Your task ::
Among the entries that follow, find every line with the word "impl" and copy it.

Saved entries:
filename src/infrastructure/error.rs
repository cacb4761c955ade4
//! Infrastructure-level errors (wraps application errors)

use thiserror::Error;

use crate::application::ApplicationError;

/// Infrastructure errors wrap application errors and add I/O-level concerns.
#[derive(Error, Debug)]
pub enum InfraError {
    #[error("{0}")]
    Application(#[from] ApplicationError),

    #[error("I/O error: {context}")]
    Io {
        context: String,
        #[source]
        source: std::io::Error,
    },
}

impl InfraError {
    /// Create an I/O error with context.
    pub fn io(context: impl Into<String>, source: std::io::Error) -> Self {
        Self::Io {
            context: context.into(),
            source,
        }
    }
}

Written response ::
impl InfraError {
    pub fn io(context: impl Into<String>, source: std::io::Error) -> Self {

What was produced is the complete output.